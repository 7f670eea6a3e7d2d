use frontier_document::config::BridgeConfig;
use frontier_document::document::{DocumentConfig, TagNameCase};
use frontier_document::js::environment::JsDocumentEnvironment;

const PAGE: &str = "<!DOCTYPE html><html><head><title>t</title></head>\
    <body><h1 id=\"title\">Hello</h1><p class=\"a\">one</p><p>two</p></body></html>";

fn environment() -> JsDocumentEnvironment {
    JsDocumentEnvironment::new(PAGE).expect("environment")
}

fn eval_bool(environment: &JsDocumentEnvironment, source: &str) -> bool {
    environment
        .eval_with::<bool>(source, "document-test.js")
        .expect("script result")
}

fn eval_string(environment: &JsDocumentEnvironment, source: &str) -> String {
    environment
        .eval_with::<String>(source, "document-test.js")
        .expect("script result")
}

#[test]
fn create_element_returns_element_with_tag() {
    let environment = environment();
    assert_eq!(
        eval_string(&environment, "document.createElement('div').tagName"),
        "div"
    );
    assert!(eval_bool(
        &environment,
        "document.createElement('span').parentNode === null"
    ));
    assert!(eval_bool(
        &environment,
        "document.createElement('a').nodeType === 1"
    ));
}

#[test]
fn create_element_without_arguments_throws_type_error() {
    let environment = environment();
    let outcome = eval_string(
        &environment,
        r#"(() => {
            const before = document.all.length;
            try {
                document.createElement();
                return 'no error';
            } catch (err) {
                const unchanged = document.all.length === before;
                return `${err instanceof TypeError}:${unchanged}:${err.message}`;
            }
        })()"#,
    );
    assert_eq!(
        outcome,
        "true:true:Failed to execute 'createElement' on 'Document': 1 argument required, but only 0 present."
    );
}

#[test]
fn create_element_rejects_non_string_name() {
    let environment = environment();
    assert!(eval_bool(
        &environment,
        "(() => { try { document.createElement(7); return false; } catch (err) { return err instanceof TypeError; } })()"
    ));
}

#[test]
fn node_name_is_document() {
    let environment = environment();
    assert_eq!(eval_string(&environment, "document.nodeName"), "#document");
}

#[test]
fn enumeration_lists_dispatch_names_in_order() {
    let environment = environment();
    let keys = eval_string(&environment, "Object.keys(document).join(',')");
    assert_eq!(
        keys,
        "createElement,body,createTextNode,createComment,nodeName,getElementById,documentElement,getElementsByTagName,all"
    );
    let again = eval_string(&environment, "Object.keys(document).join(',')");
    assert_eq!(keys, again);
    assert!(eval_bool(&environment, "'getElementById' in document"));
}

#[test]
fn functions_and_nodes_keep_identity() {
    let environment = environment();
    assert!(eval_bool(
        &environment,
        "document.createElement === document.createElement"
    ));
    assert!(eval_bool(
        &environment,
        "document.getElementById('title') === document.getElementById('title')"
    ));
    assert!(eval_bool(
        &environment,
        "document.body === document.getElementsByTagName('body')[0]"
    ));
    assert!(eval_bool(
        &environment,
        "document.documentElement.tagName === 'html'"
    ));
}

#[test]
fn get_element_by_id_prefers_last_added_duplicate() {
    let environment = environment();
    let outcome = eval_string(
        &environment,
        r#"(() => {
            const first = document.createElement('div');
            const second = document.createElement('div');
            first.setAttribute('id', 'dup');
            second.setAttribute('id', 'dup');
            const picked = document.getElementById('dup') === second;
            second.removeAttribute('id');
            const fallback = document.getElementById('dup') === first;
            first.id = 'other';
            const gone = document.getElementById('dup') === null;
            return `${picked}:${fallback}:${gone}`;
        })()"#,
    );
    assert_eq!(outcome, "true:true:true");
}

#[test]
fn get_element_by_id_misses_with_null() {
    let environment = environment();
    assert!(eval_bool(
        &environment,
        "document.getElementById('missing') === null"
    ));
}

#[test]
fn body_is_null_when_tree_has_no_body() {
    let environment = JsDocumentEnvironment::from_tree(
        std::rc::Rc::new(std::cell::RefCell::new(frontier_document::NativeTree::new())),
        &BridgeConfig::default(),
    )
    .expect("environment");
    assert!(eval_bool(&environment, "document.body === null"));
    assert!(eval_bool(&environment, "document.documentElement === null"));
    assert!(eval_bool(&environment, "document.all.length === 0"));
}

#[test]
fn get_elements_by_tag_name_returns_snapshot() {
    let environment = environment();
    let counts = eval_string(
        &environment,
        r#"(() => {
            const before = document.getElementsByTagName('p');
            document.body.appendChild(document.createElement('p'));
            const after = document.getElementsByTagName('P');
            return `${before.length}:${after.length}:${document.getElementsByTagName('*').length}`;
        })()"#,
    );
    assert_eq!(counts, "2:3:8");
}

#[test]
fn text_and_comment_nodes() {
    let environment = environment();
    let summary = eval_string(
        &environment,
        r#"(() => {
            const text = document.createTextNode(42);
            const comment = document.createComment('note');
            return `${text.nodeType}:${text.data}:${comment.nodeName}:${comment.data}`;
        })()"#,
    );
    assert_eq!(summary, "3:42:#comment:note");
}

#[test]
fn unknown_properties_fall_through_to_node() {
    let environment = environment();
    assert!(eval_bool(&environment, "document.nodeType === 9"));
    assert!(eval_bool(&environment, "document.cookie === undefined"));
    assert!(eval_bool(
        &environment,
        "document.childNodes[0] === document.documentElement"
    ));
}

#[test]
fn script_mutations_reach_native_tree() {
    let environment = environment();
    environment
        .eval(
            "const note = document.createElement('section'); \
             note.setAttribute('id', 'note'); \
             note.appendChild(document.createTextNode('added')); \
             document.body.appendChild(note);",
            "mutate.js",
        )
        .expect("mutation script");
    let html = environment.document_html();
    assert!(html.contains("<section id=\"note\">added</section>"), "{html}");
    assert!(environment
        .document()
        .borrow()
        .registry()
        .contains_id("note"));
}

#[test]
fn preserve_case_config_reaches_create_element() {
    let config = BridgeConfig {
        document: DocumentConfig {
            tag_name_case: TagNameCase::Preserve,
        },
        ..BridgeConfig::default()
    };
    let environment = JsDocumentEnvironment::with_config(PAGE, &config).expect("environment");
    assert_eq!(
        eval_string(&environment, "document.createElement('myWidget').tagName"),
        "myWidget"
    );
}

#[test]
fn hierarchy_errors_surface_as_plain_errors() {
    let environment = environment();
    let outcome = eval_string(
        &environment,
        r#"(() => {
            const outer = document.createElement('div');
            const inner = document.createElement('div');
            outer.appendChild(inner);
            try {
                inner.appendChild(outer);
                return 'no error';
            } catch (err) {
                return `${err instanceof TypeError}:${err instanceof Error}`;
            }
        })()"#,
    );
    assert_eq!(outcome, "false:true");
}

#[test]
fn document_node_rejects_second_element_and_text() {
    let environment = environment();
    let outcome = eval_string(
        &environment,
        r#"(() => {
            const results = [];
            for (const node of [document.createElement('p'), document.createTextNode('loose')]) {
                try {
                    document.appendChild(node);
                    results.push('accepted');
                } catch (err) {
                    results.push(`${err instanceof TypeError}:${err instanceof Error}`);
                }
            }
            return `${results.join(',')}:${document.childNodes.length}`;
        })()"#,
    );
    assert_eq!(outcome, "false:true,false:true:1");
    let html = environment.document_html();
    assert!(html.ends_with("</html>"), "{html}");
}

#[test]
fn document_element_tracks_root_replacement() {
    let environment = environment();
    let outcome = eval_string(
        &environment,
        r#"(() => {
            const html = document.documentElement;
            document.removeChild(html);
            const div = document.createElement('div');
            document.appendChild(div);
            const swapped = `${document.documentElement.tagName}:${document.body === null}`;
            document.removeChild(div);
            document.appendChild(html);
            const restored = document.documentElement === html
                && document.body.parentNode === document.documentElement;
            return `${swapped}:${restored}`;
        })()"#,
    );
    assert_eq!(outcome, "div:true:true");
}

▸ **Aim of the exercise**: Among the lines above, show every one that contains the string "getElementsByTagName".

▸ **Final answer**:
        "createElement,body,createTextNode,createComment,nodeName,getElementById,documentElement,getElementsByTagName,all"
        "document.body === document.getElementsByTagName('body')[0]"
            const before = document.getElementsByTagName('p');
            const after = document.getElementsByTagName('P');
            return `${before.length}:${after.length}:${document.getElementsByTagName('*').length}`;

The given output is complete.